*** Begin section ***

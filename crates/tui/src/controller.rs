use std::collections::{HashMap, VecDeque};
use std::time::Duration;

use crossterm::event::{KeyCode, KeyEvent, KeyModifiers, MouseEvent};
use ratatui::layout::{Constraint, Direction, Layout};
use ratatui::style::{Color, Style};
use ratatui::text::{Line, Span};
use ratatui::widgets::Paragraph;
use ratatui::Frame;

use crate::context::AppContext;
use crate::event::Completion;
use crate::navigation::{NavigationStack, ViewMode};
use crate::screen::{Effect, Reaction, Screen};
use crate::task::Task;
use crate::widgets::{dim_line, highlight, panel, render_popup};

pub const STATUS_TTL: Duration = Duration::from_secs(3);

const GLOBAL_HELP: [(&str, &str); 4] = [
    ("Ctrl+C", "quit"),
    ("Tab", "next view"),
    ("?", "toggle help"),
    ("Esc", "back / cancel"),
];

#[derive(Debug, Clone, PartialEq, Eq)]
pub struct FatalError {
    pub message: String,
    /// View active when the error was raised; picks the dismiss fallback.
    pub origin: ViewMode,
}

#[derive(Debug, Clone, PartialEq, Eq)]
pub struct StatusMessage {
    pub id: u64,
    pub text: String,
}

/// Owns the registered screens and decides which one sees each event.
pub struct ViewController {
    mode: ViewMode,
    navigation: NavigationStack,
    screens: HashMap<ViewMode, Box<dyn Screen>>,
    fatal: Option<FatalError>,
    status: Option<StatusMessage>,
    status_seq: u64,
    show_help: bool,
    should_quit: bool,
}

impl ViewController {
    pub fn new(screens: impl IntoIterator<Item = Box<dyn Screen>>, initial: ViewMode) -> Self {
        Self {
            mode: initial,
            navigation: NavigationStack::new(),
            screens: screens
                .into_iter()
                .map(|screen| (screen.mode(), screen))
                .collect(),
            fatal: None,
            status: None,
            status_seq: 0,
            show_help: false,
            should_quit: false,
        }
    }

    #[must_use]
    pub fn mode(&self) -> ViewMode {
        self.mode
    }

    #[must_use]
    pub fn navigation(&self) -> &NavigationStack {
        &self.navigation
    }

    #[must_use]
    pub fn fatal(&self) -> Option<&FatalError> {
        self.fatal.as_ref()
    }

    #[must_use]
    pub fn status(&self) -> Option<&StatusMessage> {
        self.status.as_ref()
    }

    #[must_use]
    pub fn show_help(&self) -> bool {
        self.show_help
    }

    #[must_use]
    pub fn should_quit(&self) -> bool {
        self.should_quit
    }

    /// Suspends view dispatch until the user dismisses or quits.
    pub fn set_fatal(&mut self, message: impl Into<String>) {
        let message = message.into();
        tracing::error!(%message, view = ?self.mode, "fatal error");
        self.fatal = Some(FatalError {
            message,
            origin: self.mode,
        });
    }

    /// Enters the initial view.
    pub fn start(&mut self, ctx: &mut AppContext) -> Vec<Task> {
        let reaction = self.enter(ctx);
        self.apply(reaction, ctx)
    }

    /// Applies a reaction produced outside normal dispatch, such as a
    /// startup connect.
    pub fn react(&mut self, reaction: Reaction, ctx: &mut AppContext) -> Vec<Task> {
        self.apply(reaction, ctx)
    }

    pub fn dispatch_key(&mut self, key: KeyEvent, ctx: &mut AppContext) -> Vec<Task> {
        let ctrl_c =
            key.modifiers.contains(KeyModifiers::CONTROL) && key.code == KeyCode::Char('c');

        if let Some(origin) = self.fatal.as_ref().map(|fatal| fatal.origin) {
            match key.code {
                _ if ctrl_c => self.should_quit = true,
                KeyCode::Char('q') => self.should_quit = true,
                KeyCode::Esc => {
                    self.fatal = None;
                    if let Some(fallback) = origin.dismiss_fallback() {
                        self.navigation.clear();
                        self.mode = fallback;
                        let reaction = self.enter(ctx);
                        return self.apply(reaction, ctx);
                    }
                }
                _ => {}
            }
            return Vec::new();
        }

        if ctrl_c {
            self.should_quit = true;
            return Vec::new();
        }

        if self.show_help {
            self.show_help = false;
            return Vec::new();
        }

        let (claimed, captures_text, prompting) = match self.screens.get(&self.mode) {
            Some(screen) => (
                screen.claims_key(&key),
                screen.captures_text(),
                screen.retry_prompt_active(),
            ),
            None => return Vec::new(),
        };

        if key.code == KeyCode::Tab && key.modifiers.is_empty() && !claimed {
            if !ctx.is_connected() {
                return Vec::new();
            }
            self.navigation.clear();
            self.mode = self.mode.next_tab();
            let reaction = self.enter(ctx);
            return self.apply(reaction, ctx);
        }

        if key.code == KeyCode::Char('?') && !captures_text && !prompting {
            self.show_help = true;
            return Vec::new();
        }

        let reaction = match self.screens.get_mut(&self.mode) {
            Some(screen) => screen.handle_key(key, ctx),
            None => return Vec::new(),
        };
        self.apply(reaction, ctx)
    }

    pub fn dispatch_mouse(&mut self, mouse: MouseEvent, ctx: &mut AppContext) -> Vec<Task> {
        if self.fatal.is_some() || self.show_help {
            return Vec::new();
        }
        let reaction = match self.screens.get_mut(&self.mode) {
            Some(screen) => screen.handle_mouse(mouse, ctx),
            None => return Vec::new(),
        };
        self.apply(reaction, ctx)
    }

    /// Routes a completion to its owning view, active or not.
    pub fn dispatch_completion(
        &mut self,
        completion: Completion,
        ctx: &mut AppContext,
    ) -> Vec<Task> {
        let Some(target) = completion.target() else {
            if let Completion::StatusExpired(id) = completion {
                if self.status.as_ref().is_some_and(|status| status.id == id) {
                    self.status = None;
                }
            }
            return Vec::new();
        };

        let reaction = match self.screens.get_mut(&target) {
            Some(screen) => screen.handle_completion(completion, ctx),
            None => {
                tracing::debug!(?target, "dropping completion for unregistered view");
                return Vec::new();
            }
        };
        self.apply(reaction, ctx)
    }

    /// Records the current mode and activates `mode`.
    pub fn push_view(&mut self, mode: ViewMode) {
        self.navigation.push(self.mode);
        self.mode = mode;
    }

    /// Restores the previous mode; `false` when there is none.
    pub fn pop_view(&mut self) -> bool {
        match self.navigation.pop() {
            Some(mode) => {
                self.mode = mode;
                true
            }
            None => false,
        }
    }

    fn enter(&mut self, ctx: &mut AppContext) -> Reaction {
        match self.screens.get_mut(&self.mode) {
            Some(screen) => screen.on_enter(ctx),
            None => Reaction::none(),
        }
    }

    fn apply(&mut self, reaction: Reaction, ctx: &mut AppContext) -> Vec<Task> {
        let Reaction { mut tasks, effects } = reaction;
        let mut pending = VecDeque::from(effects);

        while let Some(effect) = pending.pop_front() {
            let follow_up = match effect {
                Effect::Push(mode) => {
                    self.push_view(mode);
                    self.enter(ctx)
                }
                Effect::Pop { fallback } => {
                    if !self.pop_view() {
                        self.mode = fallback;
                    }
                    self.enter(ctx)
                }
                Effect::Switch(mode) => {
                    self.navigation.clear();
                    self.mode = mode;
                    self.enter(ctx)
                }
                Effect::Handoff(mode, handoff) => match self.screens.get_mut(&mode) {
                    Some(screen) => screen.accept(handoff, ctx),
                    None => Reaction::none(),
                },
                Effect::Status(text) => {
                    self.status_seq += 1;
                    self.status = Some(StatusMessage {
                        id: self.status_seq,
                        text,
                    });
                    Reaction::task(Task::after(
                        STATUS_TTL,
                        Completion::StatusExpired(self.status_seq),
                    ))
                }
                Effect::Fatal(message) => {
                    self.set_fatal(message);
                    Reaction::none()
                }
                Effect::Quit => {
                    self.should_quit = true;
                    Reaction::none()
                }
            };
            tasks.extend(follow_up.tasks);
            pending.extend(follow_up.effects);
        }
        tasks
    }

    pub fn render(&self, frame: &mut Frame<'_>, ctx: &AppContext) {
        let chunks = Layout::default()
            .direction(Direction::Vertical)
            .constraints([
                Constraint::Length(3),
                Constraint::Min(8),
                Constraint::Length(3),
            ])
            .split(frame.area());

        let connection = ctx.session().map_or_else(
            || "not connected".to_string(),
            |session| {
                let schema = session.schema.as_deref().unwrap_or("-");
                format!("{} ({schema})", session.profile.name)
            },
        );
        let header = Paragraph::new(Line::from(vec![
            Span::styled("dbrowse", highlight()),
            Span::raw(" | "),
            Span::raw(self.mode.title()),
            Span::raw(" | "),
            Span::raw(connection),
        ]))
        .block(panel("Session"));
        frame.render_widget(header, chunks[0]);

        if let Some(screen) = self.screens.get(&self.mode) {
            screen.render(frame, chunks[1], ctx);
        }

        let hints = self
            .screens
            .get(&self.mode)
            .map(|screen| screen.help())
            .unwrap_or_default()
            .iter()
            .take(6)
            .map(|(key, action)| format!("{key}: {action}"))
            .collect::<Vec<_>>()
            .join(" | ");
        let status = match &self.status {
            Some(status) => Line::from(Span::styled(
                status.text.clone(),
                Style::default().fg(Color::Green),
            )),
            None => dim_line(hints),
        };
        frame.render_widget(Paragraph::new(status).block(panel("Keys")), chunks[2]);

        if self.show_help {
            self.render_help(frame);
        }
        if let Some(fatal) = &self.fatal {
            render_popup(
                frame,
                (60, 30),
                "Error",
                vec![
                    Line::from(Span::styled(
                        fatal.message.clone(),
                        Style::default().fg(Color::Red),
                    )),
                    Line::from(""),
                    dim_line("Esc: dismiss | q / Ctrl+C: quit"),
                ],
            );
        }
    }

    fn render_help(&self, frame: &mut Frame<'_>) {
        let mut lines = vec![Line::from(Span::styled("Global", highlight()))];
        lines.extend(
            GLOBAL_HELP
                .iter()
                .map(|(key, action)| Line::from(format!("{key:>10}  {action}"))),
        );
        if let Some(screen) = self.screens.get(&self.mode) {
            lines.push(Line::from(""));
            lines.push(Line::from(Span::styled(self.mode.title(), highlight())));
            lines.extend(
                screen
                    .help()
                    .iter()
                    .map(|(key, action)| Line::from(format!("{key:>10}  {action}"))),
            );
        }
        render_popup(frame, (70, 60), "Help", lines);
    }
}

*** End section ***

### What this task involves:
Determine, please, how many lines hold "FatalError" in the records, and give that number by itself.

### Task output:
4